Instability between the updrafts and downdrafts causes static electrical charges to build up in the cumulonimbus cloud. The discharge of this electricity causes thunder and lightning.

During the spring and summer, cumulonimbus clouds are more likely to form in the afternoon, due to the heating of the earth's surface. However, they can also form along a cold front when the warm buoyant air is forced upward by the heavier cold air mass that cuts under the warmer air like a wedge. This can happen at any time of the year, as demonstrated by thunderstorms that happen in conjunction with snowstorms in the winter.

Appearance

Ideal anvil shaped cumulonimbus (Cumulonimbus Incus)
Ideal anvil shaped cumulonimbus (Cumulonimbus Incus)
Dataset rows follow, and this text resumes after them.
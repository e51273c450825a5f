//! Vulnerability sources, normalization and merging.
//!
//! Each upstream database reports advisories in its own shape. Providers
//! return those raw items untouched as [`RawAdvisory`]; [`normalize`]
//! turns one into a canonical [`VulnerabilityRecord`] (or drops it when it
//! is not about the queried package) and [`merge_sources`] collapses the
//! per-source lists into one list keyed by advisory id.
//!
//! # Example
//!
//! ```
//! use pkgrisk::advisory::{merge_sources, normalize_all, parse_raw, MergePolicy};
//! use pkgrisk::model::VulnSource;
//! use serde_json::json;
//!
//! let github = parse_raw(VulnSource::Github, json!([{
//!     "ghsa_id": "GHSA-xxxx",
//!     "summary": "Prototype pollution",
//!     "severity": "high",
//!     "vulnerabilities": [{ "package": { "name": "minimist" } }]
//! }])).unwrap();
//! let osv = parse_raw(VulnSource::Osv, json!({ "vulns": [{
//!     "id": "GHSA-xxxx",
//!     "affected": [{ "package": { "name": "minimist", "ecosystem": "npm" } }]
//! }]})).unwrap();
//!
//! let merged = merge_sources(
//!     [normalize_all(&github, "minimist"), normalize_all(&osv, "minimist")],
//!     MergePolicy::default(),
//! );
//! assert_eq!(merged.len(), 1);
//! ```

mod github;
mod merge;
mod osv;

pub use github::{GithubAdvisory, GithubAdvisoryProvider, GITHUB_API_URL};
pub use merge::{merge_sources, MergePolicy};
pub use osv::{parse_cvss_score, OsvProvider, OsvVulnerability, OSV_API_URL};

use anyhow::{bail, Result};
use async_trait::async_trait;
use chrono::{DateTime, Utc};
use serde::de::DeserializeOwned;
use serde::{Deserialize, Serialize};
use serde_json::Value;
use tracing::warn;

use crate::model::{unscoped, PackageSpec, Severity, VulnSource, VulnerabilityRecord};

/// Descriptions longer than this are cut and suffixed with `...`.
const MAX_DESCRIPTION_CHARS: usize = 200;

/// An upstream vulnerability database.
///
/// Providers only fetch; they do not filter or normalize. Errors are
/// returned as-is and the caller decides whether to degrade.
#[async_trait]
pub trait AdvisoryProvider: Send + Sync {
    fn name(&self) -> &str;

    fn source(&self) -> VulnSource;

    async fn fetch(&self, package: &PackageSpec) -> Result<Vec<RawAdvisory>>;
}

/// An advisory as an upstream source reported it.
#[derive(Debug, Clone, PartialEq, Serialize, Deserialize)]
pub enum RawAdvisory {
    Github(GithubAdvisory),
    Osv(OsvVulnerability),
    Other(GenericAdvisory),
}

impl RawAdvisory {
    pub fn source(&self) -> VulnSource {
        match self {
            RawAdvisory::Github(_) => VulnSource::Github,
            RawAdvisory::Osv(_) => VulnSource::Osv,
            RawAdvisory::Other(_) => VulnSource::Other,
        }
    }
}

/// Flat advisory shape for sources without a dedicated schema.
#[derive(Debug, Clone, Default, PartialEq, Serialize, Deserialize)]
#[serde(default, rename_all = "camelCase")]
pub struct GenericAdvisory {
    pub id: Option<String>,
    pub package: Option<String>,
    pub title: Option<String>,
    pub severity: Option<String>,
    pub description: Option<String>,
    pub url: Option<String>,
    pub published_at: Option<String>,
    pub affected_version_ranges: Vec<String>,
}

impl GenericAdvisory {
    fn normalize(&self, package: &str) -> Option<VulnerabilityRecord> {
        let id = non_empty(self.id.as_deref())?;
        if !self
            .package
            .as_deref()
            .map(|name| package_names_match(name, package))
            .unwrap_or(false)
        {
            return None;
        }

        Some(VulnerabilityRecord {
            id: id.to_string(),
            title: non_empty(self.title.as_deref())
                .map(str::to_string)
                .unwrap_or_else(|| format!("Vulnerability {}", id)),
            severity: self
                .severity
                .as_deref()
                .map(Severity::from_label)
                .unwrap_or(Severity::Unknown),
            description: truncate_description(self.description.as_deref().unwrap_or_default()),
            url: self.url.clone().unwrap_or_default(),
            published_at: parse_timestamp(self.published_at.as_deref()),
            source: VulnSource::Other,
            affected_version_ranges: self.affected_version_ranges.clone(),
        })
    }
}

/// Converts one raw advisory into canonical form.
///
/// Returns `None` when the advisory is not about `package` or carries no
/// identifier at all.
pub fn normalize(raw: &RawAdvisory, package: &str) -> Option<VulnerabilityRecord> {
    match raw {
        RawAdvisory::Github(advisory) => advisory.normalize(package),
        RawAdvisory::Osv(vuln) => vuln.normalize(package),
        RawAdvisory::Other(advisory) => advisory.normalize(package),
    }
}

/// Normalizes a whole source response, keeping source order.
pub fn normalize_all(raw: &[RawAdvisory], package: &str) -> Vec<VulnerabilityRecord> {
    raw.iter().filter_map(|item| normalize(item, package)).collect()
}

/// Parses a captured response body from `source` into raw advisories.
///
/// GitHub bodies are arrays, OSV bodies are `{"vulns": [...]}` objects and
/// other sources are arrays of [`GenericAdvisory`].
pub fn parse_raw(source: VulnSource, json: serde_json::Value) -> Result<Vec<RawAdvisory>> {
    match source {
        VulnSource::Github => github::parse_github_response(json),
        VulnSource::Osv => osv::parse_osv_response(json),
        VulnSource::Other => {
            let items = expect_array(json, "advisory list")?;
            Ok(decode_each(items, VulnSource::Other)
                .into_iter()
                .map(RawAdvisory::Other)
                .collect())
        }
    }
}

fn expect_array(json: Value, what: &str) -> Result<Vec<Value>> {
    match json {
        Value::Array(items) => Ok(items),
        Value::Null => Ok(Vec::new()),
        _ => bail!("expected JSON array for {}", what),
    }
}

/// Decodes every item on its own so one malformed advisory does not take
/// the rest of the response down with it.
fn decode_each<T: DeserializeOwned>(items: Vec<Value>, source: VulnSource) -> Vec<T> {
    items
        .into_iter()
        .enumerate()
        .filter_map(|(index, item)| match serde_json::from_value(item) {
            Ok(decoded) => Some(decoded),
            Err(e) => {
                warn!(source = %source, index, error = %e, "skipping malformed advisory");
                None
            }
        })
        .collect()
}

/// Case-insensitive package match that ignores `@scope/` on either side.
///
/// `leftpad` matches `@foo/leftpad`, but `leftpad-clone` does not match
/// `leftpad`.
pub fn package_names_match(advisory_package: &str, queried: &str) -> bool {
    let advisory = unscoped(advisory_package.trim());
    let queried = unscoped(queried.trim());
    !advisory.is_empty() && advisory.eq_ignore_ascii_case(queried)
}

fn non_empty(value: Option<&str>) -> Option<&str> {
    value.map(str::trim).filter(|v| !v.is_empty())
}

fn truncate_description(text: &str) -> String {
    let text = text.trim();
    if text.chars().count() <= MAX_DESCRIPTION_CHARS {
        return text.to_string();
    }
    let cut: String = text.chars().take(MAX_DESCRIPTION_CHARS).collect();
    format!("{}...", cut.trim_end())
}

fn parse_timestamp(raw: Option<&str>) -> Option<DateTime<Utc>> {
    DateTime::parse_from_rfc3339(raw?.trim())
        .ok()
        .map(|t| t.with_timezone(&Utc))
}
use chrono::{DateTime, Utc};
use serde::{Deserialize, Serialize};

/// Severity of a single advisory.
///
/// Ordered from least to most severe so that `Ord` can be used to pick the
/// worse of two reports for the same advisory.
#[derive(Debug, Clone, Copy, PartialEq, Eq, PartialOrd, Ord, Hash, Serialize, Deserialize)]
#[serde(rename_all = "UPPERCASE")]
pub enum Severity {
    Unknown,
    Low,
    Medium,
    High,
    Critical,
}

impl Severity {
    /// Maps a free-form severity label onto the canonical scale.
    ///
    /// Matching is case-insensitive. GitHub reports `moderate` where other
    /// databases say `medium`. Anything unrecognized is `Unknown`.
    pub fn from_label(label: &str) -> Self {
        match label.trim().to_uppercase().as_str() {
            "CRITICAL" => Severity::Critical,
            "HIGH" => Severity::High,
            "MEDIUM" | "MODERATE" => Severity::Medium,
            "LOW" => Severity::Low,
            _ => Severity::Unknown,
        }
    }

    pub fn as_str(&self) -> &'static str {
        match self {
            Severity::Critical => "CRITICAL",
            Severity::High => "HIGH",
            Severity::Medium => "MEDIUM",
            Severity::Low => "LOW",
            Severity::Unknown => "UNKNOWN",
        }
    }
}

impl std::fmt::Display for Severity {
    fn fmt(&self, f: &mut std::fmt::Formatter<'_>) -> std::fmt::Result {
        write!(f, "{}", self.as_str())
    }
}

/// The upstream database an advisory came from.
#[derive(Debug, Clone, Copy, PartialEq, Eq, Hash, Serialize, Deserialize)]
#[serde(rename_all = "lowercase")]
pub enum VulnSource {
    Github,
    Osv,
    Other,
}

impl VulnSource {
    pub fn as_str(&self) -> &'static str {
        match self {
            VulnSource::Github => "github",
            VulnSource::Osv => "osv",
            VulnSource::Other => "other",
        }
    }

    pub fn display_name(&self) -> &'static str {
        match self {
            VulnSource::Github => "GitHub Advisories",
            VulnSource::Osv => "OSV.dev",
            VulnSource::Other => "Other",
        }
    }
}

impl std::fmt::Display for VulnSource {
    fn fmt(&self, f: &mut std::fmt::Formatter<'_>) -> std::fmt::Result {
        write!(f, "{}", self.as_str())
    }
}

impl std::str::FromStr for VulnSource {
    type Err = String;

    fn from_str(s: &str) -> Result<Self, Self::Err> {
        match s.to_lowercase().as_str() {
            "github" | "ghsa" => Ok(VulnSource::Github),
            "osv" | "osv.dev" => Ok(VulnSource::Osv),
            "other" => Ok(VulnSource::Other),
            _ => Err(format!("Unknown source: {}. Use 'github', 'osv' or 'other'", s)),
        }
    }
}

/// A vulnerability in canonical form, independent of the database that
/// reported it. `id` is the deduplication key across sources.
#[derive(Debug, Clone, PartialEq, Serialize, Deserialize)]
#[serde(rename_all = "camelCase")]
pub struct VulnerabilityRecord {
    pub id: String,
    pub title: String,
    pub severity: Severity,
    pub description: String,
    pub url: String,
    pub published_at: Option<DateTime<Utc>>,
    pub source: VulnSource,
    #[serde(default)]
    pub affected_version_ranges: Vec<String>,
}

impl std::fmt::Display for VulnerabilityRecord {
    fn fmt(&self, f: &mut std::fmt::Formatter<'_>) -> std::fmt::Result {
        writeln!(f, "{} ({}): {}", self.id, self.severity, self.title)?;
        write!(f, "    {}", self.url)?;
        if !self.affected_version_ranges.is_empty() {
            write!(f, "\n    affected: {}", self.affected_version_ranges.join("; "))?;
        }
        Ok(())
    }
}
The base of a cumulonimbus can be several miles across, and it can be tall enough to occupy middle as well as low altitudes: though formed at an altitude of about 3,000 to 4,000 metres (10,000 to 12,000 feet), its peak can reach up to 23,000 meters (75,000 feet) in extreme cases. Typically, it peaks at a much lower height.

Cumulonimbus are also characterized by a flat, anvil-like top (the anvil dome), caused by straight line winds at the higher altitudes which shear off the top of the cloud, as well as by an inversion over the thunderstorm caused by rising temperatures above the tropopause. This anvil shape can precede the main cloud structure for many miles, causing anvil lightning.

Effects

Cumulonimbus
Cumulonimbus

Cumulonimbus storm cells can produce heavy rain (particularly of a convective nature) and flash flooding, as well as straight-line winds. Most storm cells die after about 20 minutes, when the precipitation causes more downdraft than updraft, causing the energy to dissipate. If there is enough solar energy in the atmosphere, however (on a hot summer's day, for example), the moisture from one storm cell can evaporate rapidly -- resulting in a new cell forming just a few miles from the former one. This can cause thunderstorms to last for several hours.

Cumulonimbus clouds contain severe convection currents, with very high, unpredictable winds, particularly in the vertical plane (updrafts and downdrafts). They are therefore extremely dangerous to aircraft. Smaller propeller-driven planes cannot cope with the conditions and must fly around them; larger jet aircraft fly over the smaller ones and around larger examples. Larger planes are also equipped with weather radar and wind shear detectors to help guide them through, in the event that they need to pass through such clouds to land.

The air convection can also form mesocyclones, which can cause hail and tornadoes.